(A direita ultraliberal em Portugal, bem representada pelo projeto do Observador, com abundante financiamento privado, busca desesperadamente por uma formação política que encarne o seu ideário e aplique as suas convicções. Poderá dizer-se que quanto a esse propósito já esteve mais perto de o conseguir do que atualmente. Na sua configuração atual, a Iniciativa Liberal não preenche a ambição do projeto e o PSD de Montenegro também não. A formação política que esteve mais perto de protagonizar o interesse foi o PSD de Passos Coelho e dos jovens turcos que o acompanhavam na altura, com destaque para Sérgio Monteiro e Bruno Maçães, que foram à sua vidinha profissional. Compreende-se que o contexto da Troika era o desde sempre desejado. Ao abrigo do ditame internacional da disciplina financeira, era possível “ir além da Troika”, promovendo reformas de grande impacto, “pró-business” e “pró-mercado” que em contexto eleitoral aberto seria praticamente impossível conseguir. Assim, de todos os políticos portugueses com experiência de governação, Passos Coelho foi sem dúvida o que mais se aproximou do ideário do projeto ultraliberal e foi certamente com mágoa e recriminação que a inteligência orgânica desse projeto viu as transformações no PSD, primeiro de Rui Rio e agora de Montenegro. A posição pública de Passos Coelho tem sido curiosa. Aparentemente afastado da vida política, surge de vez em quando, seletivamente, seja para protagonizar a apresentação de um livro, seja em campanhas eleitorais como sucedeu esta semana. Em todos estes reaparecimentos, há uma coerência apreciável, e o que orienta essa coerência é precisamente o facto de ter estado próximo de ser o intérprete desejado do projeto ultraliberal, portador da tal modernidade que reivindicam.)
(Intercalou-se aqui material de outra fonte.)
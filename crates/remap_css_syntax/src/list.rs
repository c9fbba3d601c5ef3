//! Splitting helpers for CSS value lists.
//!
//! All helpers treat quoted strings, escaped characters and parenthesized
//! groups as opaque, so `rgb(0, 0, 0)` is never split on its commas.

/// Splits on top-level commas, keeping a trailing empty item.
pub fn comma(string: &str) -> Vec<String> {
  split(string, &[','], true)
}

/// Splits on top-level whitespace.
pub fn space(string: &str) -> Vec<String> {
  split(string, &[' ', '\n', '\t', '\r'], false)
}

/// Splits a declaration list such as `color: red; background: blue` on
/// top-level semicolons. Empty items are dropped.
pub fn semicolon(string: &str) -> Vec<String> {
  split(string, &[';'], false)
    .into_iter()
    .filter(|item| !item.is_empty())
    .collect()
}

/// Core splitting routine.
///
/// When `last` is set the final item is kept even if it is empty, so
/// `"a,"` yields `["a", ""]`.
pub fn split(string: &str, separators: &[char], last: bool) -> Vec<String> {
  let mut items: Vec<String> = Vec::new();
  let mut current = String::new();
  let mut scanner = Scanner::default();

  for ch in string.chars() {
    let top_level = scanner.feed(ch);
    if top_level && separators.contains(&ch) {
      if !current.is_empty() {
        items.push(current.trim().to_string());
      }
      current.clear();
    } else {
      current.push(ch);
    }
  }

  if last || !current.is_empty() {
    items.push(current.trim().to_string());
  }

  items
}

/// Byte offset of the first top-level occurrence of `needle`.
pub fn find_top_level(string: &str, needle: char) -> Option<usize> {
  let mut scanner = Scanner::default();
  string
    .char_indices()
    .find(|(_, ch)| scanner.feed(*ch) && *ch == needle)
    .map(|(index, _)| index)
}

/// Tracks quote, escape and parenthesis state one character at a time.
#[derive(Default)]
struct Scanner {
  depth: u32,
  quote: Option<char>,
  escape: bool,
}

impl Scanner {
  /// Returns true when `ch` sits outside any string, escape or group.
  fn feed(&mut self, ch: char) -> bool {
    if self.escape {
      self.escape = false;
      return false;
    }
    if ch == '\\' {
      self.escape = true;
      return false;
    }
    if let Some(quote) = self.quote {
      if ch == quote {
        self.quote = None;
      }
      return false;
    }
    match ch {
      '"' | '\'' => {
        self.quote = Some(ch);
        false
      }
      '(' => {
        self.depth += 1;
        false
      }
      ')' => {
        let was_nested = self.depth > 0;
        self.depth = self.depth.saturating_sub(1);
        !was_nested
      }
      _ => self.depth == 0,
    }
  }
}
A passagem de Passos Coelho por esta campanha eleitoral que se aproxima do fim e que foi de novo abanada pela questão não resolvida da Spinunviva foi marcada por uma mensagem clara e inequívoca de que segundo ele não devem ser estabelecidas linhas vermelhas de governação com o Chega. Passos Coelho foi simplesmente mais claro e incisivo do que Montenegro. Na prática, Montenegro está a seguir essa orientação, pelo menos no que respeita aos problemas da imigração, simplesmente não o expressa de forma inequívoca e o objetivo é não perder totalmente a possibilidade de acordos pontuais com o PS de José Luís Carneiro.
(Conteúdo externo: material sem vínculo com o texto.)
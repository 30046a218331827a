use crate::config::Settings;
use crate::explain::error::ExplainDiagnosticsError;
use crate::explain::{json, ExplanationClient, Provider, RewriteInput, RewrittenExplanations};
use anyhow::Context;
use reqwest::header::{HeaderMap, HeaderValue};
use serde::{Deserialize, Serialize};
use std::time::Duration;

const ANTHROPIC_VERSION: &str = "2023-06-01";
const DEFAULT_BASE_URL: &str = "https://api.anthropic.com";
const DEFAULT_MODEL: &str = "claude-3-5-sonnet-latest";
const DEFAULT_MAX_TOKENS: u32 = 2048;
const DEFAULT_TIMEOUT_SECS: u64 = 60;

const TOOL_NAME_EMIT_EXPLANATIONS: &str = "emit_explanations";

const MAX_HTTP_ATTEMPTS: u32 = 3;

/// Anthropic-backed explanation rewriter. Used for wording only: every
/// insight is fully determined before this client ever sees it, and the
/// output is validated 1:1 against the input before use.
#[derive(Debug, Clone)]
pub struct AnthropicClient {
    http: reqwest::Client,
    api_key: String,
    base_url: String,
    model: String,
    max_tokens: u32,
}

impl AnthropicClient {
    pub fn from_settings(settings: &Settings) -> anyhow::Result<Self> {
        let api_key = settings.require_anthropic_api_key()?.to_string();
        let base_url =
            std::env::var("ANTHROPIC_BASE_URL").unwrap_or_else(|_| DEFAULT_BASE_URL.to_string());
        let model = std::env::var("ANTHROPIC_MODEL").unwrap_or_else(|_| DEFAULT_MODEL.to_string());
        let max_tokens = std::env::var("ANTHROPIC_MAX_TOKENS")
            .ok()
            .and_then(|s| s.parse::<u32>().ok())
            .unwrap_or(DEFAULT_MAX_TOKENS);

        let timeout_secs = std::env::var("ANTHROPIC_TIMEOUT_SECS")
            .ok()
            .and_then(|s| s.parse::<u64>().ok())
            .unwrap_or(DEFAULT_TIMEOUT_SECS);

        let http = reqwest::Client::builder()
            .timeout(Duration::from_secs(timeout_secs))
            .build()
            .context("failed to build reqwest client")?;

        Ok(Self {
            http,
            api_key,
            base_url,
            model,
            max_tokens,
        })
    }

    async fn create_message(
        &self,
        req: CreateMessageRequest,
    ) -> anyhow::Result<(serde_json::Value, CreateMessageResponse)> {
        let mut headers = HeaderMap::new();
        headers.insert("x-api-key", HeaderValue::from_str(&self.api_key)?);
        headers.insert(
            "anthropic-version",
            HeaderValue::from_static(ANTHROPIC_VERSION),
        );

        let url = format!("{}/v1/messages", self.base_url.trim_end_matches('/'));

        let mut attempt: u32 = 0;
        let text = loop {
            attempt += 1;

            let res = self
                .http
                .post(url.clone())
                .headers(headers.clone())
                .json(&req)
                .send()
                .await;

            let res = match res {
                Ok(r) => r,
                Err(err) => {
                    if attempt >= MAX_HTTP_ATTEMPTS {
                        return Err(err).context("Anthropic request failed");
                    }
                    let backoff = Duration::from_secs(1 << (attempt - 1));
                    tracing::warn!(attempt, ?backoff, error = %err, "Anthropic request failed; retrying");
                    tokio::time::sleep(backoff).await;
                    continue;
                }
            };

            let status = res.status();
            let text = res
                .text()
                .await
                .context("failed to read Anthropic response body")?;

            if !status.is_success() {
                let retryable = status == reqwest::StatusCode::TOO_MANY_REQUESTS
                    || status.is_server_error();
                if retryable && attempt < MAX_HTTP_ATTEMPTS {
                    let backoff = Duration::from_secs(1 << (attempt - 1));
                    tracing::warn!(attempt, ?backoff, http_status = %status, "Anthropic HTTP error; retrying");
                    tokio::time::sleep(backoff).await;
                    continue;
                }
                let raw_response_json = serde_json::from_str::<serde_json::Value>(&text).ok();
                return Err(ExplainDiagnosticsError {
                    provider: Provider::Anthropic,
                    stage: "http",
                    detail: format!("status={status}"),
                    raw_output: Some(text),
                    raw_response_json,
                }
                .into());
            }

            break text;
        };

        let raw_json = serde_json::from_str::<serde_json::Value>(&text)
            .with_context(|| format!("failed to parse Anthropic response JSON: {text}"))?;
        let parsed = serde_json::from_value::<CreateMessageResponse>(raw_json.clone())
            .context("failed to decode Anthropic response into CreateMessageResponse")?;
        Ok((raw_json, parsed))
    }

    /// Strict schema pinned to the exact number of insights in the request.
    fn tools(item_count: usize) -> Vec<Tool> {
        let schema = serde_json::json!({
            "type": "object",
            "additionalProperties": false,
            "required": ["items"],
            "properties": {
                "items": {
                    "type": "array",
                    "minItems": item_count,
                    "maxItems": item_count,
                    "items": {
                        "type": "object",
                        "additionalProperties": false,
                        "required": ["index", "text"],
                        "properties": {
                            "index": {"type": "integer"},
                            "text": {"type": "string"}
                        }
                    }
                }
            }
        });

        vec![Tool {
            name: TOOL_NAME_EMIT_EXPLANATIONS,
            description: "Emit the rewritten insight explanations as structured JSON",
            input_schema: schema,
        }]
    }

    fn tool_choice() -> ToolChoice {
        ToolChoice::Tool {
            name: TOOL_NAME_EMIT_EXPLANATIONS,
        }
    }

    fn system_prompt() -> String {
        [
            "You rewrite inventory risk insights into plain language for a small-business owner.",
            "You change WORDING ONLY. Never change facts, counts, product names, or conclusions.",
            "Never invent numbers that are not present in the input insight.",
            "Keep each rewritten explanation short: 2-4 sentences, no markdown headings.",
            "Return one rewritten text per insight, matched by zero-based `index`.",
            "Return ONLY valid JSON with the shape {\"items\": [{\"index\": 0, \"text\": \"...\"}]}.",
            "No markdown fences, no extra keys, no trailing commas.",
        ]
        .join("\n")
    }

    fn user_prompt(input: &RewriteInput) -> anyhow::Result<String> {
        Ok(format!(
            "Business name: {}\n\nRewrite the explanation for each of these insights.\n\nInsights JSON:\n{}",
            input.business_name,
            input.insights_json()?
        ))
    }

    fn repair_prompt(previous_output: &str, item_count: usize) -> String {
        format!(
            "Your previous message was NOT valid for the explanations schema.\n\n\
TASK: Output ONLY a single JSON object {{\"items\": [...]}}.\n\
- items MUST contain exactly {item_count} entries with indexes 0..{item_count} (each once).\n\
- Each entry MUST have a non-empty `text`.\n\
- Do NOT include markdown, prose, or code fences.\n\n\
INVALID OUTPUT (for reference only; DO NOT copy verbatim):\n{previous_output}"
        )
    }

    fn response_text(res: &CreateMessageResponse) -> String {
        let mut out = String::new();
        for block in &res.content {
            match block {
                ContentBlock::Text { text } => {
                    if !out.is_empty() {
                        out.push('\n');
                    }
                    out.push_str(text);
                }
                // Tool output is handled by `response_tool_explanations`.
                ContentBlock::ToolUse { .. } => continue,
                ContentBlock::Thinking { .. }
                | ContentBlock::RedactedThinking { .. }
                | ContentBlock::Unknown => {}
            }
        }
        out
    }

    fn response_tool_explanations(
        res: &CreateMessageResponse,
    ) -> anyhow::Result<Option<RewrittenExplanations>> {
        for block in &res.content {
            if let ContentBlock::ToolUse { name, input, .. } = block {
                if name == TOOL_NAME_EMIT_EXPLANATIONS {
                    let parsed = serde_json::from_value::<RewrittenExplanations>(input.clone())
                        .context("failed to decode tool_use.input into RewrittenExplanations")?;
                    return Ok(Some(parsed));
                }
            }
        }
        Ok(None)
    }

    async fn try_parse_with_repairs(
        &self,
        item_count: usize,
        initial_text: String,
        initial_raw_json: serde_json::Value,
    ) -> anyhow::Result<Vec<String>> {
        match json::parse_explanations(&initial_text, item_count) {
            Ok(texts) => Ok(texts),
            Err(first_err) => {
                let mut last_err = first_err;
                let mut last_text = initial_text;
                let mut last_raw_json = initial_raw_json;

                for attempt in 1..=2u32 {
                    let repair_req = CreateMessageRequest {
                        model: self.model.clone(),
                        max_tokens: self.max_tokens,
                        system: Some(Self::system_prompt()),
                        messages: vec![Message {
                            role: "user",
                            content: Self::repair_prompt(&last_text, item_count),
                        }],
                        tools: Some(Self::tools(item_count)),
                        tool_choice: Some(Self::tool_choice()),
                    };

                    let (repair_raw_json, repair_res) = self.create_message(repair_req).await?;
                    if let Some(parsed) = Self::response_tool_explanations(&repair_res)? {
                        return parsed.validate_into_texts(item_count);
                    }
                    let repair_text = Self::response_text(&repair_res);
                    match json::parse_explanations(&repair_text, item_count) {
                        Ok(texts) => return Ok(texts),
                        Err(err) => {
                            last_err = err;
                            last_text = repair_text;
                            last_raw_json = repair_raw_json;
                            tracing::warn!(
                                attempt,
                                error = %last_err,
                                "LLM output still invalid after repair attempt"
                            );
                        }
                    }
                }

                Err(ExplainDiagnosticsError {
                    provider: Provider::Anthropic,
                    stage: "parse_after_repair",
                    detail: format!("final_error={last_err}"),
                    raw_output: Some(last_text),
                    raw_response_json: Some(last_raw_json),
                }
                .into())
            }
        }
    }
}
Do ponto de vista do projeto ultraliberal que nos serve de referencial, as tais linhas vermelhas de governação com o Chega são no contexto atual de expressão e afirmação do populismo de direita incompatíveis com a possibilidade de se transformar em agenda política concreta de governação. A massa eleitoral que Ventura vai tentando segurar e agora estender com tentáculos e representantes locais é demasiado preciosa para qualquer projeto dessa natureza, com ambição de exercício de governação. Depois, sabe-se lá por que razão, é conhecida a devoção de Ventura relativamente a Passos Coelho. Aliás, estou convencido que se acontecesse uma revolução e Passos retomasse as rédeas do PSD a bolha do Chega desincharia rapidamente, pois Ventura aconchegar-se-ia nessa nova agenda.
Claro que não basta reiterar que não devem ser estabelecidas linhas vermelhas de governação relativamente ao Chega. Seria necessário compreender melhor o que pensa Passos Coelho da manta de retalhos em que o ideário do Chega está convertido. Mas a gestão dos seus aparecimentos é contida e Passos nunca se alonga em justificações das suas tomadas de posição. De qualquer modo, a presença de Passos tenderá a pairar sempre sobre os destinos do PSD que Montenegro procura controlar como pode, sobretudo agora que teve acesso ao poder e isso dá para entreter algumas das suas hostes.
Quanto ao projeto liberal, aguarda suspenso dos acontecimentos e do futuro do PSD de Montenegro. Ensaiará explorar alguns aspetos da governação que lhe inspirem mais confiança em termos de oportunidades de aplicação do ideário. Foi esse o caso das alterações projetadas para a legislação laboral e outras poderão seguir-se-lhe como por exemplo a progressiva privatização da saúde. Tratará com condescendência a massa eleitoral do Chega, pois ela é demasiado importante para ser desperdiçada.